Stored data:
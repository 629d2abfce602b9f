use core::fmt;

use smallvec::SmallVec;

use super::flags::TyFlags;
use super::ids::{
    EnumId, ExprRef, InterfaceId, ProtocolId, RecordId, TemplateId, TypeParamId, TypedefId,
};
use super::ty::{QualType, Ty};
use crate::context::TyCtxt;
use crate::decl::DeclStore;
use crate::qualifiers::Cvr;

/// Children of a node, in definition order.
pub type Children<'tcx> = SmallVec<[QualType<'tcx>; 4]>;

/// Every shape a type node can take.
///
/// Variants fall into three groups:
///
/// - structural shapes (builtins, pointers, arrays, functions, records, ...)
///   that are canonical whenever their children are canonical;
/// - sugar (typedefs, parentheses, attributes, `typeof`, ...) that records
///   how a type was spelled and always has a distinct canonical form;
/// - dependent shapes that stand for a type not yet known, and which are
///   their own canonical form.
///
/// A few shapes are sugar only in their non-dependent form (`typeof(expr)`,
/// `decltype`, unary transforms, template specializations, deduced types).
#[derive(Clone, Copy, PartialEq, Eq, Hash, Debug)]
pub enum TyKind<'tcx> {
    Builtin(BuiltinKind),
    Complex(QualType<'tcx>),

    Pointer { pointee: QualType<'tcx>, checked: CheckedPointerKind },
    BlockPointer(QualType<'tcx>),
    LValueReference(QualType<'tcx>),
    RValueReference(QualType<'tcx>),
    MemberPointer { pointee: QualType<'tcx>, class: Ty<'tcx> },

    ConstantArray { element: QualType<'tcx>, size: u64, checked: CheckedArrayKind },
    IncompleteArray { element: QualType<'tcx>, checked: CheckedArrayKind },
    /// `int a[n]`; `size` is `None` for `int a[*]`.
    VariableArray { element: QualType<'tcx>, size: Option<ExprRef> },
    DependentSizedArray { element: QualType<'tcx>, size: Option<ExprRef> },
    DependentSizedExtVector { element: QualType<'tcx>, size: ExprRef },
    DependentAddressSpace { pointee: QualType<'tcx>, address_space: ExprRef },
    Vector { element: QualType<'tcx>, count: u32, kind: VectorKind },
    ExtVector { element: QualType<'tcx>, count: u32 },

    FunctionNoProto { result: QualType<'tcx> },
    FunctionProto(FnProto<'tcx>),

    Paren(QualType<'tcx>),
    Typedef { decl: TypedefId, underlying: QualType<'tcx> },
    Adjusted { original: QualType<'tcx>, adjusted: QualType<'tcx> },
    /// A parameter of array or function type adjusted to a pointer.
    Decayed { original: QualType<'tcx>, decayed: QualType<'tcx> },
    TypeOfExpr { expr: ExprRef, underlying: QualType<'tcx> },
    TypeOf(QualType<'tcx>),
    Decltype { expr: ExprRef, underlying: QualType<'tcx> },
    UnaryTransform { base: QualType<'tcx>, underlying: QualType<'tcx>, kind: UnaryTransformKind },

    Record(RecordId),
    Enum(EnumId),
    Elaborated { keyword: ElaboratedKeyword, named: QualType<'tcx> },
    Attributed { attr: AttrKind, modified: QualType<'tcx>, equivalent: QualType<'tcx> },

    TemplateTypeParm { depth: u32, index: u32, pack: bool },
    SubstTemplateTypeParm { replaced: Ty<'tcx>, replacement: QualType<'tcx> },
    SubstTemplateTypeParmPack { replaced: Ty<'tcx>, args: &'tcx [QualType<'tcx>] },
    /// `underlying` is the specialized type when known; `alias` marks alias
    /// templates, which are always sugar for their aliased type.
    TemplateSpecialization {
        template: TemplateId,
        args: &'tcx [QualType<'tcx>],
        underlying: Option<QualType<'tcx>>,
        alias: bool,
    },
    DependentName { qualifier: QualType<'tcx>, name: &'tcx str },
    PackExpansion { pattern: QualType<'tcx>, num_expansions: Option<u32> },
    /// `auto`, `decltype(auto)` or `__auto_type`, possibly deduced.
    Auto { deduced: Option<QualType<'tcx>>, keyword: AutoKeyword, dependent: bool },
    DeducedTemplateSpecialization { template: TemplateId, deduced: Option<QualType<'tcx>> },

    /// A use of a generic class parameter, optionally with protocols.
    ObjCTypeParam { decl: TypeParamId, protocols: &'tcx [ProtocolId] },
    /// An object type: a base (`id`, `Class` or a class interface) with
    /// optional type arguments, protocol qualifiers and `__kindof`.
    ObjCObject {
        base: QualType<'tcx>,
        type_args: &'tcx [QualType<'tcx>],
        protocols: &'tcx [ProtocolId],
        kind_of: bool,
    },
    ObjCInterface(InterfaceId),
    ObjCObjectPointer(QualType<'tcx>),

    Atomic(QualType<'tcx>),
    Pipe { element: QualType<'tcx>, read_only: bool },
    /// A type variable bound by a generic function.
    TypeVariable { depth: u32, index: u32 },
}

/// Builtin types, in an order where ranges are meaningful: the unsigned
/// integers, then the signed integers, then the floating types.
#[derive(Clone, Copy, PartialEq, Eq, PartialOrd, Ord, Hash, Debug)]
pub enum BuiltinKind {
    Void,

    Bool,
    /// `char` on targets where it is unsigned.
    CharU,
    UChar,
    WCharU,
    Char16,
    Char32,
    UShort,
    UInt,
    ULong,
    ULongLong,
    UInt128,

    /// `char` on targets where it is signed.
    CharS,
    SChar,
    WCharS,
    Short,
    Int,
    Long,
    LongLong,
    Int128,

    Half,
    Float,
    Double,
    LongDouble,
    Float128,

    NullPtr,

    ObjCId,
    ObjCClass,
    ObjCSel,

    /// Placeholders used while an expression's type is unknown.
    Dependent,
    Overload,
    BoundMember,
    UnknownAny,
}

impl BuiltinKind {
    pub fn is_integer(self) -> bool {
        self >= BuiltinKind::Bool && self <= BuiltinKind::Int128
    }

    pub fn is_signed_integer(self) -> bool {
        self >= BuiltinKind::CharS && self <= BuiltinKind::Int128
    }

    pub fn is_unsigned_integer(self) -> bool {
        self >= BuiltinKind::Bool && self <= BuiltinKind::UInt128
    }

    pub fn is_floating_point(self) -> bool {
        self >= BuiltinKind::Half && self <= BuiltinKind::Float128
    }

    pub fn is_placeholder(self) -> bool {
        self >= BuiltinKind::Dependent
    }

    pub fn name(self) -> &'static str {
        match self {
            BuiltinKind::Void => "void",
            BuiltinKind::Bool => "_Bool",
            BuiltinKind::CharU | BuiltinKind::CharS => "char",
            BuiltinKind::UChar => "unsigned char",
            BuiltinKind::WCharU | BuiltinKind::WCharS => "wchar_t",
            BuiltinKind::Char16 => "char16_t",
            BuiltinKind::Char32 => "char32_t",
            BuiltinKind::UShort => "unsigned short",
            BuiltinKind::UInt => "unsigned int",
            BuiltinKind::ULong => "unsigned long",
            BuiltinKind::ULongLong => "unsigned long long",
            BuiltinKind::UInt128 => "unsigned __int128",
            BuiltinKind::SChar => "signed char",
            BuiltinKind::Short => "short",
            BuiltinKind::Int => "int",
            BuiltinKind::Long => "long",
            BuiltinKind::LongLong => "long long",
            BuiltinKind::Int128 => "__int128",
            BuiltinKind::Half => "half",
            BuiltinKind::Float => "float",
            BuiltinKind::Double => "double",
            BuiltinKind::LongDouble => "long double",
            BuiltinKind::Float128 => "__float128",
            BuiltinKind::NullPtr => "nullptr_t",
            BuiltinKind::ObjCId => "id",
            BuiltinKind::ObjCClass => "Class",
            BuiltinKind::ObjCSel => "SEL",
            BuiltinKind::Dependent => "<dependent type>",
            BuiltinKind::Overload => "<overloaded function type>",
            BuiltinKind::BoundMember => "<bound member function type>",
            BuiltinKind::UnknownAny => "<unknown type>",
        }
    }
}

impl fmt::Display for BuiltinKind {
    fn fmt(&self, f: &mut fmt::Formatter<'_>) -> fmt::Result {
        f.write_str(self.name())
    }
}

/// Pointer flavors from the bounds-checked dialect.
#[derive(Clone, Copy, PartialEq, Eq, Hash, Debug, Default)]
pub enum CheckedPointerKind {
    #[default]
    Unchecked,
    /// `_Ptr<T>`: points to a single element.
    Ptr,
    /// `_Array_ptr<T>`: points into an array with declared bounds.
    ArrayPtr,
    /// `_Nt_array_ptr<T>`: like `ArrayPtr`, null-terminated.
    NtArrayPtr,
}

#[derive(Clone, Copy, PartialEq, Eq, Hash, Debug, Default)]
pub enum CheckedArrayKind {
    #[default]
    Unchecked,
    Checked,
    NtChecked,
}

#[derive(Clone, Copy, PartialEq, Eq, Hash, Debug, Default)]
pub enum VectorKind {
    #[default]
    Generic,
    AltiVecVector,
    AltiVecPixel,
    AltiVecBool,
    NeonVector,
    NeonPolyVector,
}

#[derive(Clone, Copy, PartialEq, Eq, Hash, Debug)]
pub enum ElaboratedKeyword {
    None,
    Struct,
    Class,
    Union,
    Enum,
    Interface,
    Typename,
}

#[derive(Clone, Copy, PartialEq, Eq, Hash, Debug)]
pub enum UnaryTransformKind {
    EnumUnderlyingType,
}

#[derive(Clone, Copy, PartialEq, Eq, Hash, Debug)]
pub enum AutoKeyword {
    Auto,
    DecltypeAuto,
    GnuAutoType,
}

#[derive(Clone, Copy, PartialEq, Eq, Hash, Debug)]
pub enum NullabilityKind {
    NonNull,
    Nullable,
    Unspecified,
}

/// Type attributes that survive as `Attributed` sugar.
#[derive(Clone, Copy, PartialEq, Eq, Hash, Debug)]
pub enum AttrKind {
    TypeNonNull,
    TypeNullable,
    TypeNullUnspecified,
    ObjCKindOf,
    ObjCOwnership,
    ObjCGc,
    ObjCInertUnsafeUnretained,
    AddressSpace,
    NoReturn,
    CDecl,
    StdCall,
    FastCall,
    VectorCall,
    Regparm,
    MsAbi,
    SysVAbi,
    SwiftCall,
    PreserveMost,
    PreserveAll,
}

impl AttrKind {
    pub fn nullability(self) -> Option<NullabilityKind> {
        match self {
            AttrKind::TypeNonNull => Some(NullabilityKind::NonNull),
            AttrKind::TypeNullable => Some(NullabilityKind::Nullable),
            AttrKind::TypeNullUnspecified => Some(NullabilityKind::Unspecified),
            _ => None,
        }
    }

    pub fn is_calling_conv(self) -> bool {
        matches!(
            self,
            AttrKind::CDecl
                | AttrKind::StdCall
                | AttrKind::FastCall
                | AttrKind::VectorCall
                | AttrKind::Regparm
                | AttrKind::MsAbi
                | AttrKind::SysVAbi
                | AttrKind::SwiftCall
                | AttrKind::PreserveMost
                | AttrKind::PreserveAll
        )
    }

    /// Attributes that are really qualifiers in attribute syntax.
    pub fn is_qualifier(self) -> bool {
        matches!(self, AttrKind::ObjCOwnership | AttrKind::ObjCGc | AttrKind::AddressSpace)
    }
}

...

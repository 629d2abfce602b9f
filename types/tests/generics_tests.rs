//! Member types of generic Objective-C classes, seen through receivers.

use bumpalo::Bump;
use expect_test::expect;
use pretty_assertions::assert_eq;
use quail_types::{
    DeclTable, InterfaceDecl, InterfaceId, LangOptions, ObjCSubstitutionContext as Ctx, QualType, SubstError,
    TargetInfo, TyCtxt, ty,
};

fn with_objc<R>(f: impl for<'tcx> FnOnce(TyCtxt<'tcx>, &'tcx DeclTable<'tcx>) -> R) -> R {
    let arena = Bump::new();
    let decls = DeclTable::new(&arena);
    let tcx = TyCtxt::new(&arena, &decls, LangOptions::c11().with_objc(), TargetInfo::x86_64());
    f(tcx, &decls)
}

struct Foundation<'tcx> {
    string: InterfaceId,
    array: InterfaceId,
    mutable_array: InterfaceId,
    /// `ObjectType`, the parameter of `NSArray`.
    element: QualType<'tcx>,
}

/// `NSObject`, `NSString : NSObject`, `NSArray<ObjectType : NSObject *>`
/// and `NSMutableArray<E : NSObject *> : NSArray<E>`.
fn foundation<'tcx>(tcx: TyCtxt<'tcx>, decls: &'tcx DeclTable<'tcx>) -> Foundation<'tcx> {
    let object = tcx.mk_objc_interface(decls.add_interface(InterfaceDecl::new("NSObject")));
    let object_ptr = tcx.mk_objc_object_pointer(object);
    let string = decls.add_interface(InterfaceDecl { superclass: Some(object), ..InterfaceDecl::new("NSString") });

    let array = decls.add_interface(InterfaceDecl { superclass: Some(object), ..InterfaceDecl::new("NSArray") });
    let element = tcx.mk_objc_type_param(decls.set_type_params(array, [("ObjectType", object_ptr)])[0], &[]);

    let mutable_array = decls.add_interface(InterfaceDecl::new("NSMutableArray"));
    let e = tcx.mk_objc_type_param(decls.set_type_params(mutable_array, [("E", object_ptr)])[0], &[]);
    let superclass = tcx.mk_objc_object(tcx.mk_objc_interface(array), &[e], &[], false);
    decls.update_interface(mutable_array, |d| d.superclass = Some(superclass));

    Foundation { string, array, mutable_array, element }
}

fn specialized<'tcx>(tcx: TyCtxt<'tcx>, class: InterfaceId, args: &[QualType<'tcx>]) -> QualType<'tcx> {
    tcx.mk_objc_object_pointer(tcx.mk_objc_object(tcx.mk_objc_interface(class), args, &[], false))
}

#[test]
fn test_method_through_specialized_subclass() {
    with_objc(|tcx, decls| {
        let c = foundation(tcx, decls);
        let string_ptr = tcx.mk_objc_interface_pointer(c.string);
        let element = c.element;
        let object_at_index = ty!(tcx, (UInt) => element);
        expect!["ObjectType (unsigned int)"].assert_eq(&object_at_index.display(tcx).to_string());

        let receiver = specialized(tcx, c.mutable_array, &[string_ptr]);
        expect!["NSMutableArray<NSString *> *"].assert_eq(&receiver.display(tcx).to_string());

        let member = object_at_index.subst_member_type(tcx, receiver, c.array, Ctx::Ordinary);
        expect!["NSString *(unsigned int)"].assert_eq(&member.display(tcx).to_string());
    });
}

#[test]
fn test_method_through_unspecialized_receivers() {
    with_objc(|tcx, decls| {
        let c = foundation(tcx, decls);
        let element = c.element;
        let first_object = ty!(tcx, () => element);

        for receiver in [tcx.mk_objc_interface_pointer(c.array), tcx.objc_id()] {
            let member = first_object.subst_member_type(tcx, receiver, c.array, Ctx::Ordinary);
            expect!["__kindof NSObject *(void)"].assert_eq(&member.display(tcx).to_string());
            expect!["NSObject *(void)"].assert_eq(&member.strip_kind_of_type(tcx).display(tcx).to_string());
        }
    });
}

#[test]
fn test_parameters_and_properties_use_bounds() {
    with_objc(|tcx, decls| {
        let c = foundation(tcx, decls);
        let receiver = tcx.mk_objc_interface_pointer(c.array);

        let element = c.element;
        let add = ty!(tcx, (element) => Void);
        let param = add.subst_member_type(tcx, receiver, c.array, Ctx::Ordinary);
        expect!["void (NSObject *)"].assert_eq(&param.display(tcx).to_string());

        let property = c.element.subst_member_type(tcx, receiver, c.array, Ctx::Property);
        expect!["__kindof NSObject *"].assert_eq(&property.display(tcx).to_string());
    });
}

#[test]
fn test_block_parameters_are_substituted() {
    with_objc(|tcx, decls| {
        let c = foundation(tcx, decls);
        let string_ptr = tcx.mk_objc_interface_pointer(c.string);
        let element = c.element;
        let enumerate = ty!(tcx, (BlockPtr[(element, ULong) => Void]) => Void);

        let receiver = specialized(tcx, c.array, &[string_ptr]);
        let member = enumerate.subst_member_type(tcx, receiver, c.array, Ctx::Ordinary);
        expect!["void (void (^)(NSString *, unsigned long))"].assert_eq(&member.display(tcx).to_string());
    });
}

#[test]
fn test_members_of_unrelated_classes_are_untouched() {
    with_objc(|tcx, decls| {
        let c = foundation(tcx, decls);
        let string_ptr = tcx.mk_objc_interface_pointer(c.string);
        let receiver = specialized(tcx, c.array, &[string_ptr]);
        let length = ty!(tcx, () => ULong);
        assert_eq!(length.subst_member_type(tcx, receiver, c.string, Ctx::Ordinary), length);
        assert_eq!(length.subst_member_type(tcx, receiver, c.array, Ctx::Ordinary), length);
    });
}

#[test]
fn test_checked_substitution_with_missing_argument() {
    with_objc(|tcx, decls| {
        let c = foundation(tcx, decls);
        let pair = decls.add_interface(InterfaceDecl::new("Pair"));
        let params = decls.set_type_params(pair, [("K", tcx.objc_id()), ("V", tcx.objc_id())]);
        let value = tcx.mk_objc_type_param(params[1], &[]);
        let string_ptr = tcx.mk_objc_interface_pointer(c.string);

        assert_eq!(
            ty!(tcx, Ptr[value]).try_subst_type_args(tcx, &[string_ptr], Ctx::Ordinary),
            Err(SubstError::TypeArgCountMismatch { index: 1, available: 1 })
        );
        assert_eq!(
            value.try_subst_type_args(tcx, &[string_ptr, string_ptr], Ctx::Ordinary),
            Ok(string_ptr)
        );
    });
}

--

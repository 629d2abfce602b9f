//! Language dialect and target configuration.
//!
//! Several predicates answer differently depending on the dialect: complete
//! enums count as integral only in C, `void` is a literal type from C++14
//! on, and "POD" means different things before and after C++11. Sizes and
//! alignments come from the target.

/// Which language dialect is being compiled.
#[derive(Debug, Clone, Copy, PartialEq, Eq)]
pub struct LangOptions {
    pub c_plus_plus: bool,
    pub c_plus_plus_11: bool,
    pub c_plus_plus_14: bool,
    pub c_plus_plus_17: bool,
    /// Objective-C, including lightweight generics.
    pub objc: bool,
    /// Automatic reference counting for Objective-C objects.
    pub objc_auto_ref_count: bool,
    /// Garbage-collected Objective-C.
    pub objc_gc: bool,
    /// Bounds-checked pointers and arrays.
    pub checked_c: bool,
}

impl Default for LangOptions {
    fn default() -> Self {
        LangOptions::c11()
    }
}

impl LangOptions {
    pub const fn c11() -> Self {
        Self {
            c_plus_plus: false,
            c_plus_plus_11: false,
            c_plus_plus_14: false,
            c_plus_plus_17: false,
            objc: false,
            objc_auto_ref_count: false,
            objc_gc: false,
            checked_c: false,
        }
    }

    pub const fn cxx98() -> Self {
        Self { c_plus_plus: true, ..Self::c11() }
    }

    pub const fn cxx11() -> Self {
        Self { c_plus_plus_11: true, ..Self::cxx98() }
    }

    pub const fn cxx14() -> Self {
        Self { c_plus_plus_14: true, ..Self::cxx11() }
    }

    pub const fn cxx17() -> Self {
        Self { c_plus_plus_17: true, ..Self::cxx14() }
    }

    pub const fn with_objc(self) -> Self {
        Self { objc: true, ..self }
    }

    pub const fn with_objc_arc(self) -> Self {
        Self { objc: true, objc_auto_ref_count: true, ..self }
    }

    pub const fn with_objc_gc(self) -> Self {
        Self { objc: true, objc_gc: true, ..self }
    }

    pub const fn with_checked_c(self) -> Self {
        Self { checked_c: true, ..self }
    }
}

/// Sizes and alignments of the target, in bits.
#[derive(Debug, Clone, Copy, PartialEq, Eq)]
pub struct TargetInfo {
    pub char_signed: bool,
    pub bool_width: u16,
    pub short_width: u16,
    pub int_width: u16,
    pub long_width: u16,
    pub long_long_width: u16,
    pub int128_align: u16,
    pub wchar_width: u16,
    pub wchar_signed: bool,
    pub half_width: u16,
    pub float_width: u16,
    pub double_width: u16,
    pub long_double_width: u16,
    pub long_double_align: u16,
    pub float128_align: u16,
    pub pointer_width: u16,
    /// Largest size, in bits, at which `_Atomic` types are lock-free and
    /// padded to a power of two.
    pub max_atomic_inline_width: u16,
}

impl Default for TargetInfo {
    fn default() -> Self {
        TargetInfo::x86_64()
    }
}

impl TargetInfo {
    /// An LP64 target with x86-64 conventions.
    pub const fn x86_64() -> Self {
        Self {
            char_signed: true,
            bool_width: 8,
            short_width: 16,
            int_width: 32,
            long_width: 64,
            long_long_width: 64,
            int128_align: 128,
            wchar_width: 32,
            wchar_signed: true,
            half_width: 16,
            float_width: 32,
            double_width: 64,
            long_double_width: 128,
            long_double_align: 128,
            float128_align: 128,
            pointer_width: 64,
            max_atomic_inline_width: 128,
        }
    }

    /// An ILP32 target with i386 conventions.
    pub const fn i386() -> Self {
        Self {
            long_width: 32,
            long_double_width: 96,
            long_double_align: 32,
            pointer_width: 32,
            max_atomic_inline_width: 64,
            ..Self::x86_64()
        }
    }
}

Task statement: Whenever the word "InterfaceId" shows up in a line of the entries, list that line.

Problem solution:
    EnumId, ExprRef, InterfaceId, ProtocolId, RecordId, TemplateId, TypeParamId, TypedefId,
    ObjCInterface(InterfaceId),
    DeclTable, InterfaceDecl, InterfaceId, LangOptions, ObjCSubstitutionContext as Ctx, QualType, SubstError,
    string: InterfaceId,
    array: InterfaceId,
    mutable_array: InterfaceId,
fn specialized<'tcx>(tcx: TyCtxt<'tcx>, class: InterfaceId, args: &[QualType<'tcx>]) -> QualType<'tcx> {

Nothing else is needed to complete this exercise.